When a financial institution grants a third party access to its systems or cryptographic material, it is, in effect, handing over control. If that access is misused or compromised, the New York Department of Financial Services (NYDFS) holds the financial institution accountable—not the vendor.

This is no longer a theoretical risk. A significant majority of serious cyber incidents originate with third parties whose access was over-privileged, lasted too long, or was poorly controlled.

In response, the NYDFS has issued updated guidance on Third-Party Risk Management (TPRM). The guidance makes it unequivocally clear that institutions are accountable for how third-party access is designed, enforced, and reviewed.

NYDFS Expectations: What Institutions Must Prove

NYDFS now expects institutions to demonstrate, using objective evidence, that third-party access meets four key criteria:

• Limited to Necessity: Access is strictly limited to only what is required for the task.
• Actively Monitored: Access activity is constantly and actively monitored.
• Promptly Revoked: Access is terminated immediately when no longer needed.
• Technically Enforced: Controls are enforced through technical safeguards, not by relying on policies alone.

Institutions must be able to prove that their controls operate as intended, not merely assert that they exist.

SplitSecure: A Practical Way to Meet New Standards

SplitSecure provides a straightforward solution for financial institutions to manage third-party access risk without adding operational complexity or requiring specialized security staff. It is designed to be easily deployed as a control layer between the institution and its vendors. Vendors can perform their work while the institution retains complete control over how and when access occurs.

How SplitSecure Directly Supports NYDFS TPRM

The SplitSecure platform delivers enforceable safeguards that align with the regulator's focus on observable outcomes:

• No Reusable Secrets: Third parties never receive credentials, keys, or reusable secrets. Access is temporary, tightly scoped, and controlled by the institution at all times.
• Automatic Audit Logging: Access activity is recorded automatically as a fundamental part of the access process, creating a reliable, demonstrable record for examinations and internal review.
• Consistent Enforcement: Whether access is granted manually or through automation, the same controls and rules are enforced consistently across the board.
• Zero Third-Party Risk Added: SplitSecure never holds customer data or secrets and cannot access protected systems. All control remains with the institution.

The Flaw in Traditional Access Designs

Most organizations layer passwords, privileged access tools, and vaults to protect sensitive systems. The inherent problem is that each layer relies on another credential. No matter how many layers are added, there is always a final credential that unlocks the system. If that single credential is stolen or misused, all other controls are bypassed.

NYDFS is increasingly treating this as a design risk, not just an operational mistake.
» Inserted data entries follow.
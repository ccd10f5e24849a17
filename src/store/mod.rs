//! Keyed persistence.
//!
//! ## Architecture
//!
//! - [`Store`]: byte-keyed get/set/delete plus ordered prefix scans. This is
//!   the only contract the ledger needs from the host chain's database.
//! - [`MemoryStore`]: `BTreeMap` implementation. Iteration is in key order,
//!   so state roots are deterministic.
//! - [`Keeper`]: typed access to ledger records on top of any `Store`.
//!
//! ## Example
//!
//! ```
//! use liquidity_core::store::{Keeper, MemoryStore};
//! use liquidity_core::types::Pool;
//!
//! let mut keeper = Keeper::new(MemoryStore::new());
//! let pool = Pool::new("BTC.BTC".parse().unwrap());
//! keeper.set_pool(&pool).unwrap();
//! assert_eq!(keeper.get_pool(&pool.asset).unwrap(), pool);
//! ```

use std::collections::BTreeMap;

pub mod keeper;

pub use keeper::Keeper;

/// Byte-keyed storage backend
pub trait Store {
    fn get(&self, key: &[u8]) -> Option<Vec<u8>>;

    fn set(&mut self, key: &[u8], value: Vec<u8>);

    fn delete(&mut self, key: &[u8]);

    /// All pairs whose key starts with `prefix`, in key order
    fn prefix_scan(&self, prefix: &[u8]) -> Vec<(Vec<u8>, Vec<u8>)>;
}

/// In-memory store backed by a `BTreeMap`
#[derive(Debug, Clone, Default)]
pub struct MemoryStore {
    data: BTreeMap<Vec<u8>, Vec<u8>>,
}

impl MemoryStore {
    pub fn new() -> Self {
        Self::default()
    }

    pub fn len(&self) -> usize {
        self.data.len()
    }

    pub fn is_empty(&self) -> bool {
        self.data.is_empty()
    }
}

impl Store for MemoryStore {
    fn get(&self, key: &[u8]) -> Option<Vec<u8>> {
        self.data.get(key).cloned()
    }

    fn set(&mut self, key: &[u8], value: Vec<u8>) {
        self.data.insert(key.to_vec(), value);
    }

    fn delete(&mut self, key: &[u8]) {
        self.data.remove(key);
    }

    fn prefix_scan(&self, prefix: &[u8]) -> Vec<(Vec<u8>, Vec<u8>)> {
        self.data
            .range(prefix.to_vec()..)
            .take_while(|(k, _)| k.starts_with(prefix))
            .map(|(k, v)| (k.clone(), v.clone()))
            .collect()
    }
}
How SplitSecure is Different: Eliminating the “Last Secret”

SplitSecure removes the need for a permanent "last secret." Instead of relying on a single credential, access requires participation from multiple authorized devices or parties.

• The sensitive secret is never stored in one place.
• It is never exposed to any single actor, including the vendor.
• Actions can be approved and completed without any one person, device, or vendor ever possessing full control.

Practical Benefits of SplitSecure

• Stronger Protection: An attacker cannot gain access simply by compromising a single account or system, as no single user or device holds the sensitive credentials.
• Institutional Control: The institution retains control over its cryptographic material at all times. Vendors support operations, but they never hold the keys.
• Clearer Policy Enforcement: Institutions can control not only who may request access, but precisely how that access may be used, ensuring tight alignment between security controls, regulatory expectations, and internal risk policies.

Conclusion

The NYDFS third-party risk guidance reflects a broader, industry-wide shift. Regulators now expect institutions to proactively design systems that remain safe even when vendors are compromised or make mistakes.

SplitSecure helps financial institutions meet this heightened expectation by enforcing access controls that are auditable, provable, and fundamentally designed to reduce reliance on trust alone.